PROMPT: Look through the entries below and return all lines including the word "StaticCatalog".

[[ EXTRACTED DATA, beginning ]]

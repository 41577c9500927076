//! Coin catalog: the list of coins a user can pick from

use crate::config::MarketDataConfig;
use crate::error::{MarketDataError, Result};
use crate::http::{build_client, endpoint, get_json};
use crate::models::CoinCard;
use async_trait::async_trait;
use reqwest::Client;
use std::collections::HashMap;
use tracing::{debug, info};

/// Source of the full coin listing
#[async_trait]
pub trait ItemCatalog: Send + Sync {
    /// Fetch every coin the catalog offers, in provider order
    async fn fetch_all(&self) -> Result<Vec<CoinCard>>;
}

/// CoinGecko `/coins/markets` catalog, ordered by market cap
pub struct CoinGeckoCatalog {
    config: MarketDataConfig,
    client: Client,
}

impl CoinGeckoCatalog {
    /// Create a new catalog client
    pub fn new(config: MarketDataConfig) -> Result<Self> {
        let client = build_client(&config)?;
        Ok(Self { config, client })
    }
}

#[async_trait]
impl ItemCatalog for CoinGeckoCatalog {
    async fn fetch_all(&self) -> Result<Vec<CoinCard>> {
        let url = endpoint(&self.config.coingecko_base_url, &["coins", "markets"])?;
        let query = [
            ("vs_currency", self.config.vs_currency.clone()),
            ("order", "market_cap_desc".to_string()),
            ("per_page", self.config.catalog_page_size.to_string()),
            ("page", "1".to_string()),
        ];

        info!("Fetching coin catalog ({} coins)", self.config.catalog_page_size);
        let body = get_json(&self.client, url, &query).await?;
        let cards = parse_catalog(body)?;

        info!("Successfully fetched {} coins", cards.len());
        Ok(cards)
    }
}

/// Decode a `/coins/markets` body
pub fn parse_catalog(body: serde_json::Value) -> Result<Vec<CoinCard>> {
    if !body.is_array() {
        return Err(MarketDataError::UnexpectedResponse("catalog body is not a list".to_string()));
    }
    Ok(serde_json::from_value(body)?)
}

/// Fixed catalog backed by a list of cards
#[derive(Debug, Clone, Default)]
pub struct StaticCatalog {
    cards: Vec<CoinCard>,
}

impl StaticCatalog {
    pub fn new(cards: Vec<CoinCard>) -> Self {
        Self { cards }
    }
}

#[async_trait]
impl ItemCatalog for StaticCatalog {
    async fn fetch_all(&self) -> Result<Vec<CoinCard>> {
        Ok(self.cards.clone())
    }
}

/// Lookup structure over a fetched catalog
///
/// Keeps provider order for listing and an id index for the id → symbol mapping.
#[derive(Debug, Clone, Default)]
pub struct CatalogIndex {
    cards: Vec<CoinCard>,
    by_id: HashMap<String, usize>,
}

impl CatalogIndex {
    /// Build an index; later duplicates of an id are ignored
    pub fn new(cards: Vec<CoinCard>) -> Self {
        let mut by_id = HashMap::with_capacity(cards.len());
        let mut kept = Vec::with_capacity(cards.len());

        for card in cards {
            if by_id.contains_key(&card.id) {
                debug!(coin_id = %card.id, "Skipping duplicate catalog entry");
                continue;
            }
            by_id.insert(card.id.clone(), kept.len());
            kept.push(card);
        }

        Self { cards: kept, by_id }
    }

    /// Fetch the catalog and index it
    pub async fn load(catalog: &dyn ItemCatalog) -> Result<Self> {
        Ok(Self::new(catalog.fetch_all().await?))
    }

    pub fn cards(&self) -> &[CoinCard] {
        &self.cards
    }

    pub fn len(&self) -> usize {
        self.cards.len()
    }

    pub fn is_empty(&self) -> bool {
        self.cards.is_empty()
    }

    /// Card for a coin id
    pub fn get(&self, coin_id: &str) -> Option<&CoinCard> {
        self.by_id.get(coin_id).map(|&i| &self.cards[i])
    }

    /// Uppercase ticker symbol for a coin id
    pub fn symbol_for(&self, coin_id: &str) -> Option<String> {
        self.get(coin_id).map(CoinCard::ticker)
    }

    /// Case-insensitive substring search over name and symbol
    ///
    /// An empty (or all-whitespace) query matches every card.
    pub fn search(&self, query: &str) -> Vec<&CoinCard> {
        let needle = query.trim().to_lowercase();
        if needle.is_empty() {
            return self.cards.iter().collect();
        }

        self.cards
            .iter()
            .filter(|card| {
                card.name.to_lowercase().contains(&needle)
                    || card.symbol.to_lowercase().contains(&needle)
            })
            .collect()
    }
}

[[ EXTRACTED DATA, end ]]
[[ EXTRACTED DATA, beginning ]]

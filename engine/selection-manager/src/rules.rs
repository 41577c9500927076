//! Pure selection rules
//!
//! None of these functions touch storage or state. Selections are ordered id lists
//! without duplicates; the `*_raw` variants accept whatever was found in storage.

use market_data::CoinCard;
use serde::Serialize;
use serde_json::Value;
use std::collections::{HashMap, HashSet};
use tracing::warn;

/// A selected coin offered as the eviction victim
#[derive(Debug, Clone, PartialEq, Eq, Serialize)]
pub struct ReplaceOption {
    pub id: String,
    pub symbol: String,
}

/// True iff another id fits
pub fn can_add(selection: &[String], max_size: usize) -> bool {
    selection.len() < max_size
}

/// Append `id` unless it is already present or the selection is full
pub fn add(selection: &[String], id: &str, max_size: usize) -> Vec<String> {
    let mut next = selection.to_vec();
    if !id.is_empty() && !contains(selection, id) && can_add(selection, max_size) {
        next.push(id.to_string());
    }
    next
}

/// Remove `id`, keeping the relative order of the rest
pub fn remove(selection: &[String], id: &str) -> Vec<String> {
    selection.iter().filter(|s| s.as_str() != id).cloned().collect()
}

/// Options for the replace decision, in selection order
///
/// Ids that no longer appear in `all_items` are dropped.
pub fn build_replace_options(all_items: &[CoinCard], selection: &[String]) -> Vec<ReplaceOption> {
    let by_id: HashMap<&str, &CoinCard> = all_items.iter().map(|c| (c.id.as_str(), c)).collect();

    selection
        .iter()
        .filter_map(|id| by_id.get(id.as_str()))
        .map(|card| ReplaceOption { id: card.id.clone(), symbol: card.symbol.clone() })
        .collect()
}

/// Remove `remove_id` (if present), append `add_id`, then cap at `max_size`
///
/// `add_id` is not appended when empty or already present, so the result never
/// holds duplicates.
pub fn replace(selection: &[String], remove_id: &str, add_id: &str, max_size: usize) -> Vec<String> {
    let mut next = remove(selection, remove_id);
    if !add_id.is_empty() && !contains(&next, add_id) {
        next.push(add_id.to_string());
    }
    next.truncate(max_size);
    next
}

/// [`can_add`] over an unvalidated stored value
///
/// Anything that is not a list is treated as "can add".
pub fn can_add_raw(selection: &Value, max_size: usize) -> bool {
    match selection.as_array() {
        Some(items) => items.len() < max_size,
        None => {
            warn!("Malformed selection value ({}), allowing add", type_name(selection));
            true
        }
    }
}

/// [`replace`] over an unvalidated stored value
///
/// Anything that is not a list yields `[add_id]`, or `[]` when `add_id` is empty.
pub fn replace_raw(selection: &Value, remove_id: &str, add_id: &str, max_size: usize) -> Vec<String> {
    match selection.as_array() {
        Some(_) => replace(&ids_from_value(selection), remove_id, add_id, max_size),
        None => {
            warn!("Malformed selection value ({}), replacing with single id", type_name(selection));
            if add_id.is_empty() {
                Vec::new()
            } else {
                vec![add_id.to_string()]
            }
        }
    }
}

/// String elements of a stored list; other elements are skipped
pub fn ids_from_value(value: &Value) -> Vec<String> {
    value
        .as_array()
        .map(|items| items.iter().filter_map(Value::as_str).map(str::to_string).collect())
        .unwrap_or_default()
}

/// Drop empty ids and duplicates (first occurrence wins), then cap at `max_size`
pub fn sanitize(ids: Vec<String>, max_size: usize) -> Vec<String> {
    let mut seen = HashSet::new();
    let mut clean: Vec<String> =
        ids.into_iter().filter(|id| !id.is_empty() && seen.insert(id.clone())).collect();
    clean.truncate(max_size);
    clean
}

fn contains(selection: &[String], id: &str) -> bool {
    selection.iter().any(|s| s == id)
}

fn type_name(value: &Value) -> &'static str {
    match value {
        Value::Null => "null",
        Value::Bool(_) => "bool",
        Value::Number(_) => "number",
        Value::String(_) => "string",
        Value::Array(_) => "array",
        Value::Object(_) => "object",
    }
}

[[ EXTRACTED DATA, end ]]

ANSWER TO THE PROBLEM:
pub struct StaticCatalog {
impl StaticCatalog {
impl ItemCatalog for StaticCatalog {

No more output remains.